Collaborative Versus Competitive Attitudes in the Legal Community

[00:25:05] Another big reason or difference between the sides is…on the plaintiff’s side we share, collaborate, and teach each other best practices. I’ve done almost 800 presentations in my career, the vast majority of which have been to other plaintiff’s lawyers to teach them how to be better at developing their cases, taking depositions and trying cases.

[00:25:52] …The idea on our side is to share: “a rising tide rises all boats.” We share specifics on specific insurers, on specific experts, on specific lawyers, on specific judges, on specific venues, on specific motor carriers, on specific telematics systems, on particular software programs.

[00:26:22] We share positive results. We share negative results, but it used to be once upon a time, if I was handling a case in Georgia and another case in Nebraska against the same defendant, those two lawyers, even though they were representing the same defendant, had no idea that the other litigation was going on.

[00:26:52] Imagine how hard it was for those lawyers to collaborate. Yet in my world, I belong to listserves. I belong to communities of lawyers where if something good happens for me against one of your companies, the rest of the plaintiff’s bar knows about that before you get home, before you have dinner that night. By contrast, the defense doesn’t share anything.

[00:27:16] They’re very insulated. They’re very insular in their thinking, and they do it because they feel a need to be protectionistic. They feel that if they share, they’re sharing their secret sauce; they’re going to make it easier for another lawyer to come in and take the business away.

[00:27:38] That may be true, but I’m pointing out, it’s a huge difference. I’m part of the plaintiff’s bar these days. I’m part of what feels like an extremely collaborative organization of lawyers. We go out of our way for each other. We’ll get up on a weekend, go to the office and pull depositions for somebody we don’t even know just to help them get a better result in a case.

How to Avoid a Nuclear Verdict

[00:28:03] Joe Fried: I’m going to spend my last couple of minutes answering this question: What can commercial fleets do to address nuclear verdicts? …The first is careful selection and qualification of drivers. That should go without saying, but it’s got to be a documented process, a documented standard that you have for yourself, and then keep your standard. If you’re going to make an exception, which I’m not saying you shouldn’t ever do, but document that it’s an exception and the reasons for the exception.

[00:28:52] When you make an exception, ask yourself, we’re making this exception—shouldn’t we be doing something in addition to what’s normal for us because we’ve made an exception? Why am I saying this? Everything that I’m getting ready to say is so that you can avoid somebody like me coming in later and saying, “look how terrible this company is.”

[00:29:15] “They violated their policy; they violated their procedure. They’ve got these issues.” It’s the court of public opinion that matters to a significant degree. I want you to be as safe as possible, and you may not believe this, but I want to avoid crashes as much as possible. That’s why I’m here. I have no other reason—not one of you is going to hire me for anything. I’ve got no reason to tell you anything other than what I believe to be the gospel truth…

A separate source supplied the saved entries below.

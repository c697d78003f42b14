//! State machine module for the mute transition logic
//!
//! Two states only:
//! - unmuted: default, nothing saved
//! - muted-by-us: output muted, prior volume level saved for restore

mod machine;

pub use machine::{MuteStateMachine, Transition};
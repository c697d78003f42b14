//! Configuration loading
//!
//! One recognized variable: `IDLE_MINUTES`, a floating-point number of
//! minutes (default 5) converted to the idle threshold at startup.
//! There is no hot-reload.

use std::time::Duration;

const IDLE_MINUTES_VAR: &str = "IDLE_MINUTES";
const DEFAULT_IDLE_MINUTES: f64 = 5.0;

#[derive(Debug, thiserror::Error)]
pub enum ConfigError {
    #[error("IDLE_MINUTES is not a number: {0:?}")]
    Parse(String),

    #[error("IDLE_MINUTES must be a positive number of minutes, got {0}")]
    OutOfRange(f64),
}

/// Immutable runtime configuration.
#[derive(Debug, Clone)]
pub struct Config {
    /// Allowed idleness before muting, in minutes, as configured.
    pub idle_minutes: f64,
    /// The same threshold as a duration.
    pub idle_threshold: Duration,
}

impl Config {
    /// Load configuration from the environment.
    pub fn load() -> Result<Self, ConfigError> {
        Self::from_minutes(std::env::var(IDLE_MINUTES_VAR).ok().as_deref())
    }

    fn from_minutes(raw: Option<&str>) -> Result<Self, ConfigError> {
        let idle_minutes = match raw {
            Some(value) => value
                .trim()
                .parse::<f64>()
                .map_err(|_| ConfigError::Parse(value.to_string()))?,
            None => DEFAULT_IDLE_MINUTES,
        };
        if !idle_minutes.is_finite() || idle_minutes <= 0.0 {
            return Err(ConfigError::OutOfRange(idle_minutes));
        }

        Ok(Self {
            idle_minutes,
            idle_threshold: Duration::from_secs_f64(idle_minutes * 60.0),
        })
    }
}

Documentation, Training and Procedures Matter

[00:29:51] Make your program bullet proof regarding hiring and qualification. If you have driver qualification issues, make sure you have a system, and make sure you follow it; make sure you document exceptions. Be careful with your record keeping because courts all over the country will, in the right circumstances, create an inference against you if you don’t have things properly documented. The old adage, “if it’s not written down,” remains true because people these days expect things to be documented. It’s a hard sell for a lawyer on the other side of me to say, “They did it. They just didn’t write it down.”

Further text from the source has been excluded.